Precursor polymers to poly(p-phenylene vinylene) and its heteroaromatic derivatives. Polymerization mechanism

Mechanism of polymerization reactions forming the precursor polymers of poly(p-phenylenevinylene) (PPV) and its heteroaromatic derivatives are summarized. Reactions of α,α′-bis(tetrahydrothiophenio)-p-xylene dichloride with OH^- in H₂O proceed via 1,6-elimination-free radical polymerization mechanism. The rate of elimination reaction increased and that of subsequent polymerization decreased as the aromatic moiety was changed from phenyl to thienyl to furyl.

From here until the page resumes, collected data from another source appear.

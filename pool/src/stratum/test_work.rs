//! Synthetic work for benchmarking miners without a node: a random block is
//! fed straight to the coordinator on a fixed interval.

use rand::{Rng, RngCore};
use std::sync::Arc;
use std::time::Duration;
use tidepool_core::blockchain::block::{Block, BlockHeader, Hash};
use tokio::task::JoinHandle;

use super::coordinator::StratumCoordinator;

pub const TEST_MINER_REWARD: u64 = 12_000_000_000;

/// Uniform in `1..=max`.
fn random_index(max: u32) -> u32 {
    rand::thread_rng().gen_range(1..=max)
}

fn random_hash() -> Hash {
    let mut bytes = [0u8; 32];
    rand::thread_rng().fill_bytes(&mut bytes);
    Hash(bytes)
}

/// Block with random roots and a difficulty between 1x and 9x `base_difficulty`.
pub fn test_block(base_difficulty: f64) -> Block {
    Block {
        header: BlockHeader {
            previous_hash: vec![random_hash()],
            merkle_root: random_hash(),
            state_root: random_hash(),
            difficulty: (random_index(9) as f64 * base_difficulty).min(1.0),
            timestamp: chrono::Utc::now().timestamp_millis() as u64,
            nonce: None,
            miner: String::new(),
        },
        txs: vec![],
    }
}

pub struct TestWorkSource {
    coordinator: Arc<StratumCoordinator>,
    base_difficulty: f64,
    interval: Duration,
}

impl TestWorkSource {
    pub fn new(coordinator: Arc<StratumCoordinator>, base_difficulty: f64, interval: Duration) -> Self {
        Self {
            coordinator,
            base_difficulty,
            interval,
        }
    }

    pub async fn emit(&self) -> u32 {
        let block = test_block(self.base_difficulty);
        let pre_hash = block.header.pre_hash();
        tracing::debug!("Test work at difficulty {:e}", block.header.difficulty);
        self.coordinator.on_put_work(block, pre_hash, TEST_MINER_REWARD).await
    }

    pub fn start(self) -> JoinHandle<()> {
        tokio::spawn(async move {
            tracing::info!("Test work source every {:?}", self.interval);
            let mut interval = tokio::time::interval(self.interval);
            loop {
                interval.tick().await;
                self.emit().await;
            }
        })
    }
}
#![allow(dead_code)]

use anyhow::{anyhow, Result};
use async_trait::async_trait;
use std::collections::{HashMap, HashSet};
use std::sync::atomic::{AtomicBool, AtomicU64, Ordering};
use std::sync::{Arc, Mutex};
use std::time::Duration;
use tidepool::blockchain::{
    Account, ChainBlock, ChainCandidate, ChainTip, Consensus, Network, NextStateRequest, NodeServices,
    StateTransition, TxPool, UncleCandidate, UncleInfo, WorldState,
};
use tidepool::store::{MemoryStore, MinedBlock, MinedBlockStatus, NetworkSnapshot, PoolSnapshot, PoolStore};
use tidepool::workers::{Worker, WorkerUpdate};
use tidepool_core::blockchain::block::{Block, BlockHeader, Hash};
use tidepool_core::blockchain::consensus::{self, BlockStatus};
use tidepool_core::crypto::keys;
use tidepool_core::pow::{PowError, PowHasher, WORK_INPUT_LEN};
use tidepool_core::tx::SignedTx;

/// In-memory node: every collaborator role, with knobs and call logs.
#[derive(Default)]
pub struct FakeNode {
    pub statuses: Mutex<HashMap<Hash, BlockStatus>>,
    pub uncles: Mutex<HashSet<Hash>>,
    pub heights: Mutex<HashMap<Hash, u64>>,
    pub tip_height: AtomicU64,
    pub account: Mutex<Option<Account>>,
    pub out_pending: Mutex<Vec<SignedTx>>,
    pub next_valid: Mutex<Vec<SignedTx>>,
    pub next_invalid: Mutex<Vec<SignedTx>>,
    pub next_requests: Mutex<Vec<NextStateRequest>>,

    pub put_blocks: Mutex<Vec<Block>>,
    pub broadcast_blocks: Mutex<Vec<Block>>,
    pub pooled_txs: Mutex<Vec<SignedTx>>,
    pub broadcast_txs: Mutex<Vec<SignedTx>>,
    pub removed_txs: Mutex<Vec<SignedTx>>,

    pub fail_put_txs: AtomicBool,
    /// Delay added to every status lookup, in milliseconds.
    pub lookup_delay_ms: AtomicU64,
}

impl FakeNode {
    pub fn new() -> Arc<Self> {
        Arc::new(Self::default())
    }

    pub fn services(self: &Arc<Self>) -> NodeServices {
        NodeServices {
            consensus: self.clone(),
            world_state: self.clone(),
            network: self.clone(),
            tx_pool: self.clone(),
        }
    }

    pub fn place(&self, hash: Hash, status: BlockStatus, uncle: bool, height: Option<u64>) {
        self.statuses.lock().unwrap().insert(hash, status);
        if uncle {
            self.uncles.lock().unwrap().insert(hash);
        }
        if let Some(h) = height {
            self.heights.lock().unwrap().insert(hash, h);
        }
    }

    pub fn set_tip(&self, height: u64) {
        self.tip_height.store(height, Ordering::SeqCst);
    }
}

#[async_trait]
impl Consensus for FakeNode {
    async fn block_status(&self, hash: &Hash) -> Result<BlockStatus> {
        let delay = self.lookup_delay_ms.load(Ordering::SeqCst);
        if delay > 0 {
            tokio::time::sleep(Duration::from_millis(delay)).await;
        }
        Ok(self
            .statuses
            .lock()
            .unwrap()
            .get(hash)
            .copied()
            .unwrap_or(BlockStatus::Nothing))
    }

    async fn is_uncle_block(&self, hash: &Hash) -> Result<bool> {
        Ok(self.uncles.lock().unwrap().contains(hash))
    }

    async fn block_height(&self, hash: &Hash) -> Result<Option<u64>> {
        Ok(self.heights.lock().unwrap().get(hash).copied())
    }

    async fn blocks_tip(&self) -> Result<ChainTip> {
        Ok(ChainTip {
            hash: Hash::default(),
            height: self.tip_height.load(Ordering::SeqCst),
        })
    }

    async fn account(&self, _address: &str) -> Result<Option<Account>> {
        Ok(*self.account.lock().unwrap())
    }

    async fn put_block(&self, block: Block) -> Result<()> {
        self.put_blocks.lock().unwrap().push(block);
        Ok(())
    }
}

#[async_trait]
impl WorldState for FakeNode {
    async fn next(&self, request: NextStateRequest) -> Result<StateTransition> {
        let root = Hash([request.height as u8; 32]);
        self.next_requests.lock().unwrap().push(request);
        Ok(StateTransition {
            current_state_root: root,
            valid_txs: self.next_valid.lock().unwrap().clone(),
            invalid_txs: self.next_invalid.lock().unwrap().clone(),
        })
    }
}

#[async_trait]
impl Network for FakeNode {
    async fn broadcast_blocks(&self, blocks: Vec<Block>) -> Result<()> {
        self.broadcast_blocks.lock().unwrap().extend(blocks);
        Ok(())
    }

    async fn broadcast_txs(&self, txs: Vec<SignedTx>) -> Result<()> {
        self.broadcast_txs.lock().unwrap().extend(txs);
        Ok(())
    }
}

#[async_trait]
impl TxPool for FakeNode {
    async fn put_txs(&self, txs: Vec<SignedTx>) -> Result<Vec<SignedTx>> {
        if self.fail_put_txs.load(Ordering::SeqCst) {
            return Err(anyhow!("txpool unavailable"));
        }
        self.pooled_txs.lock().unwrap().extend(txs.clone());
        self.out_pending.lock().unwrap().extend(txs.clone());
        Ok(txs)
    }

    async fn out_pending(&self, _address: &str) -> Result<Vec<SignedTx>> {
        Ok(self.out_pending.lock().unwrap().clone())
    }

    async fn remove_txs(&self, txs: Vec<SignedTx>) -> Result<()> {
        self.removed_txs.lock().unwrap().extend(txs);
        Ok(())
    }
}

/// Uncle depth lookup with a fixed answer.
pub struct FixedUncleInfo(pub Option<u64>);

#[async_trait]
impl UncleInfo for FixedUncleInfo {
    async fn depth(&self, _hash: &Hash) -> Option<u64> {
        self.0
    }
}

/// Nonce 0 solves any block, 1 solves nothing, 2 is a share at block
/// difficulty 1e-5 but not a block; every other nonce fails to hash.
pub struct ScriptedHasher;

impl PowHasher for ScriptedHasher {
    fn hash(&self, input: &[u8; WORK_INPUT_LEN]) -> Result<[u8; 32], PowError> {
        let nonce = u64::from_le_bytes(input[64..].try_into().unwrap());
        match nonce {
            0 => Ok([0u8; 32]),
            1 => Ok([0xff; 32]),
            2 => Ok(consensus::target_from_difficulty(1e-3)),
            _ => Err(PowError::Hasher("scripted failure".into())),
        }
    }
}

/// Memory store whose worker writes each take `delay`.
pub struct SlowStore {
    pub inner: MemoryStore,
    pub delay: Duration,
}

impl SlowStore {
    pub fn new(delay: Duration) -> Arc<Self> {
        Arc::new(Self {
            inner: MemoryStore::new(),
            delay,
        })
    }
}

#[async_trait]
impl PoolStore for SlowStore {
    async fn reset_workers(&self) -> Result<()> {
        self.inner.reset_workers().await
    }
    async fn upsert_worker(&self, worker: &Worker) -> Result<()> {
        tokio::time::sleep(self.delay).await;
        self.inner.upsert_worker(worker).await
    }
    async fn update_worker(&self, id: &str, update: &WorkerUpdate) -> Result<()> {
        tokio::time::sleep(self.delay).await;
        self.inner.update_worker(id, update).await
    }
    async fn remove_worker(&self, id: &str) -> Result<()> {
        tokio::time::sleep(self.delay).await;
        self.inner.remove_worker(id).await
    }
    async fn workers(&self) -> Result<Vec<Worker>> {
        self.inner.workers().await
    }
    async fn add_mined_block(&self, block: &MinedBlock) -> Result<()> {
        self.inner.add_mined_block(block).await
    }
    async fn mined_blocks(&self) -> Result<Vec<MinedBlock>> {
        self.inner.mined_blocks().await
    }
    async fn update_mined_block_status(&self, hash: &str, status: MinedBlockStatus) -> Result<()> {
        self.inner.update_mined_block_status(hash, status).await
    }
    async fn delete_mined_block(&self, hash: &str) -> Result<()> {
        self.inner.delete_mined_block(hash).await
    }
    async fn add_history(&self, block: &MinedBlock) -> Result<()> {
        self.inner.add_history(block).await
    }
    async fn history(&self, limit: usize) -> Result<Vec<MinedBlock>> {
        self.inner.history(limit).await
    }
    async fn pool_snapshot(&self) -> Result<Option<PoolSnapshot>> {
        self.inner.pool_snapshot().await
    }
    async fn replace_pool_snapshot(&self, snapshot: &PoolSnapshot) -> Result<()> {
        self.inner.replace_pool_snapshot(snapshot).await
    }
    async fn network_snapshot(&self) -> Result<Option<NetworkSnapshot>> {
        self.inner.network_snapshot().await
    }
    async fn replace_network_snapshot(&self, snapshot: &NetworkSnapshot) -> Result<()> {
        self.inner.replace_network_snapshot(snapshot).await
    }
}

pub fn address(seed: u8) -> String {
    keys::address_from_public_key(&[seed; 32])
}

pub fn now_millis() -> u64 {
    chrono::Utc::now().timestamp_millis() as u64
}

pub fn header(difficulty: f64, timestamp: u64) -> BlockHeader {
    BlockHeader {
        previous_hash: vec![Hash([5u8; 32])],
        merkle_root: Hash::default(),
        state_root: Hash([6u8; 32]),
        difficulty,
        timestamp,
        nonce: None,
        miner: address(200),
    }
}

pub fn block(difficulty: f64) -> Block {
    Block {
        header: header(difficulty, now_millis()),
        txs: vec![],
    }
}

pub fn candidate(tip: u8, parent_timestamp: u64, uncles: &[u8]) -> ChainCandidate {
    let mut parent = header(1e-4, parent_timestamp);
    parent.nonce = Some(77);
    ChainCandidate {
        previous: ChainBlock {
            header: parent,
            height: 99,
        },
        previous_hash: Hash([tip; 32]),
        difficulty: 1e-4,
        miner_reward: 12_000_000_000,
        uncles: uncles
            .iter()
            .map(|&u| UncleCandidate {
                hash: Hash([u; 32]),
                height: 98,
                miner: address(u),
            })
            .collect(),
    }
}

/// Poll `check` until it holds or `timeout` passes.
pub async fn eventually<F, Fut>(timeout: Duration, mut check: F) -> bool
where
    F: FnMut() -> Fut,
    Fut: std::future::Future<Output = bool>,
{
    let deadline = tokio::time::Instant::now() + timeout;
    loop {
        if check().await {
            return true;
        }
        if tokio::time::Instant::now() >= deadline {
            return false;
        }
        tokio::time::sleep(Duration::from_millis(10)).await;
    }
}
mod common;

use common::{address, block, candidate, eventually, now_millis, FakeNode};
use std::sync::Arc;
use std::time::Duration;
use tidepool::channel::{self, MemoryChannel, PutWork, SubmitWork, Topic, WorkChannel};
use tidepool::config::Config;
use tidepool::producer::CandidateProducer;
use tidepool::store::{MemoryStore, MinedBlockStatus, PoolSnapshot, PoolStore};
use tidepool::workers::{Worker, WorkerUpdate};
use tidepool_core::blockchain::block::Hash;
use tidepool_core::blockchain::consensus;
use tidepool_core::tx::{SignedTx, UnsignedTx};

struct Rig {
    node: Arc<FakeNode>,
    channel: Arc<MemoryChannel>,
    store: Arc<MemoryStore>,
    producer: Arc<CandidateProducer>,
}

fn rig(config: Config) -> Rig {
    let node = FakeNode::new();
    let channel = Arc::new(MemoryChannel::new());
    let store = Arc::new(MemoryStore::new());
    let producer = Arc::new(CandidateProducer::new(
        Arc::new(config),
        node.services(),
        channel.clone(),
        store.clone(),
    ));
    Rig {
        node,
        channel,
        store,
        producer,
    }
}

fn pool_config() -> Config {
    Config {
        pool_address: address(200),
        ..Config::default()
    }
}

fn worker(id: &str, seed: u8, shares: u64) -> Worker {
    Worker {
        id: id.into(),
        address: address(seed),
        name: format!("pool_{id}"),
        ip: "10.0.0.1".into(),
        shares,
        hashrate: 0.0,
        tick: 0,
    }
}

fn transfer(nonce: u64) -> SignedTx {
    SignedTx::unsigned_for_tests(UnsignedTx {
        from: address(1),
        to: address(2),
        amount: 1,
        fee: 1,
        nonce,
    })
}

// ---------------------------------------------------------------------------
// Candidates
// ---------------------------------------------------------------------------

#[tokio::test]
async fn fresh_tip_publishes_candidate_with_uncles() {
    let r = rig(pool_config());
    *r.node.next_valid.lock().unwrap() = vec![transfer(1)];
    *r.node.next_invalid.lock().unwrap() = vec![transfer(9)];
    let mut work = r.channel.subscribe(Topic::PutWork).await.unwrap();

    r.producer.on_chain_candidate(candidate(3, now_millis(), &[7, 8])).await;

    let msg: PutWork = channel::decode(&work.recv().await.unwrap()).unwrap();
    let b = msg.block().unwrap();
    assert_eq!(msg.miner_reward, 12_000_000_000);
    assert_eq!(msg.pre_hash().unwrap(), b.header.pre_hash());
    assert_eq!(
        b.header.previous_hash,
        vec![Hash([3u8; 32]), Hash([7u8; 32]), Hash([8u8; 32])]
    );
    assert_eq!(b.header.nonce, None);
    assert_eq!(b.header.miner, address(200));
    assert_eq!(b.header.state_root, Hash([100u8; 32]));
    assert_eq!(b.txs, vec![transfer(1)]);

    let requests = r.node.next_requests.lock().unwrap().clone();
    assert_eq!(requests[0].height, 100);
    assert_eq!(requests[0].uncles.len(), 2);
    assert_eq!(*r.node.removed_txs.lock().unwrap(), vec![transfer(9)]);

    let net = r.store.network_snapshot().await.unwrap().unwrap();
    assert_eq!(net.block_gap, 1);
    assert_eq!(net.pool_diff, consensus::pool_difficulty(1e-4, 200.0));
    assert_eq!(net.hashrate, consensus::network_hashrate(1e-4));
}

#[tokio::test]
async fn stale_tip_publishes_nothing() {
    let r = rig(pool_config());
    let mut work = r.channel.subscribe(Topic::PutWork).await.unwrap();
    let two_days_ago = now_millis() - 2 * 86_400_000;

    r.producer.on_chain_candidate(candidate(3, two_days_ago, &[])).await;

    tokio::time::sleep(Duration::from_millis(50)).await;
    assert!(work.try_recv().is_err());
    assert!(r.store.network_snapshot().await.unwrap().is_none());
    assert_eq!(r.producer.current_tip().await, None);
}

#[tokio::test]
async fn bootstrap_mines_on_stale_tip() {
    let r = rig(Config {
        bootstrap: true,
        ..pool_config()
    });
    let mut work = r.channel.subscribe(Topic::PutWork).await.unwrap();
    r.producer.on_chain_candidate(candidate(3, 1_000, &[])).await;
    assert!(work.recv().await.is_some());
}

#[tokio::test]
async fn reissue_follows_latest_tip_only() {
    let r = rig(Config {
        reissue_interval_secs: 1,
        ..pool_config()
    });
    let mut work = r.channel.subscribe(Topic::PutWork).await.unwrap();

    r.producer.on_chain_candidate(candidate(3, now_millis(), &[])).await;
    r.producer.on_chain_candidate(candidate(4, now_millis(), &[])).await;
    assert_eq!(r.producer.current_tip().await, Some(Hash([4u8; 32])));

    // Two immediate candidates, then at least one reissue.
    let mut parents = Vec::new();
    while parents.len() < 3 {
        let payload = tokio::time::timeout(Duration::from_secs(5), work.recv())
            .await
            .unwrap()
            .unwrap();
        let msg: PutWork = channel::decode(&payload).unwrap();
        parents.push(msg.block().unwrap().header.previous_hash[0]);
    }
    assert_eq!(parents[0], Hash([3u8; 32]));
    assert!(parents[1..].iter().all(|p| *p == Hash([4u8; 32])));
}

// ---------------------------------------------------------------------------
// Solved blocks
// ---------------------------------------------------------------------------

#[tokio::test]
async fn solved_block_closes_the_round() {
    let r = rig(pool_config());
    r.store.upsert_worker(&worker("a", 1, 30)).await.unwrap();
    r.store.upsert_worker(&worker("b", 2, 50)).await.unwrap();
    r.store.upsert_worker(&worker("c", 1, 20)).await.unwrap();
    r.store
        .replace_pool_snapshot(&PoolSnapshot { hashrate: 100.0, tick: 0 })
        .await
        .unwrap();

    // Two candidates since the last block.
    r.producer.on_chain_candidate(candidate(3, now_millis(), &[])).await;
    r.producer.on_chain_candidate(candidate(4, now_millis(), &[])).await;
    assert_eq!(r.producer.block_gap().await, 2);

    let mut solved = block(1e-4);
    solved.header.nonce = Some(42);
    r.producer.on_submitted_block(solved.clone(), 12_000_000_000).await;

    assert_eq!(*r.node.broadcast_blocks.lock().unwrap(), vec![solved.clone()]);
    assert_eq!(*r.node.put_blocks.lock().unwrap(), vec![solved.clone()]);
    assert_eq!(r.producer.block_gap().await, 0);

    let instant = consensus::network_hashrate(1e-4) / 2.0;
    let expected = (100.0 * 19.0 + instant) / 20.0;
    let pool = r.store.pool_snapshot().await.unwrap().unwrap();
    assert!((pool.hashrate - expected).abs() < 1e-9);

    let mined = r.store.mined_blocks().await.unwrap();
    assert_eq!(mined.len(), 1);
    let m = &mined[0];
    assert_eq!(m.hash, solved.hash().to_hex());
    assert_eq!(m.prev_hash, Hash([5u8; 32]).to_hex());
    assert_eq!(m.status, MinedBlockStatus::Pending);
    assert_eq!(m.addresses, vec![address(1), address(2)]);
    assert_eq!(m.shares, vec![50, 50]);
    assert_eq!(m.total_shares, 100);
    assert_eq!(m.reward, 12_000_000_000);
    assert!(!m.paid);

    let workers = r.store.workers().await.unwrap();
    assert!(workers.iter().all(|w| w.shares == 0));
    let b = workers.iter().find(|w| w.id == "b").unwrap();
    assert!((b.hashrate - expected * 0.5).abs() < 1e-9);
}

#[tokio::test]
async fn empty_round_records_block_without_hashrate() {
    let r = rig(pool_config());
    r.store.upsert_worker(&worker("a", 1, 0)).await.unwrap();
    r.store
        .update_worker("a", &WorkerUpdate { hashrate: Some(5.0), ..Default::default() })
        .await
        .unwrap();

    r.producer.update_statistics(&block(1e-4), 7).await;

    let workers = r.store.workers().await.unwrap();
    assert_eq!(workers[0].hashrate, 0.0);
    let mined = r.store.mined_blocks().await.unwrap();
    assert_eq!(mined[0].total_shares, 0);
    assert_eq!(r.store.pool_snapshot().await.unwrap().unwrap().hashrate, 0.0);
}

#[tokio::test]
async fn submit_work_topic_drives_producer() {
    let r = rig(pool_config());
    r.producer.start().await.unwrap();

    let mut solved = block(1e-4);
    solved.header.nonce = Some(1);
    let msg = SubmitWork::new(&solved, 5).unwrap();
    channel::publish_message(r.channel.as_ref(), Topic::SubmitWork, &msg).await;

    let node = r.node.clone();
    assert!(eventually(Duration::from_secs(2), || {
        let node = node.clone();
        async move { node.put_blocks.lock().unwrap().len() == 1 }
    })
    .await);
    let store = r.store.clone();
    assert!(eventually(Duration::from_secs(2), || {
        let store = store.clone();
        async move { store.mined_blocks().await.unwrap().len() == 1 }
    })
    .await);
}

Also, the elimination reaction mechanism changed from (E1cb)_R to (E1cb)_irr for the same variation of the aromatic moiety, whereas the polymerization mechanism remained the same. The polymerization mechanism for the Gilch route was proposed to be ionic. However, it might actually proceed by a free radical mechanism. The mechanism of the polymerization pathway of the sulfo(i)nyl route changed from a free radical to a competing ionic and free radical by the change in the solvent from protic to aprotic. The thermal decomposition of the bis-sulfonium salts proceeds by the S_N2 displacement of the tetrahydrothiophene by chloride followed by the thermal elimination of HCl. On the other hand, the elimination of the sulfi(o)nyl group is considered to proceed via a syn-elimination.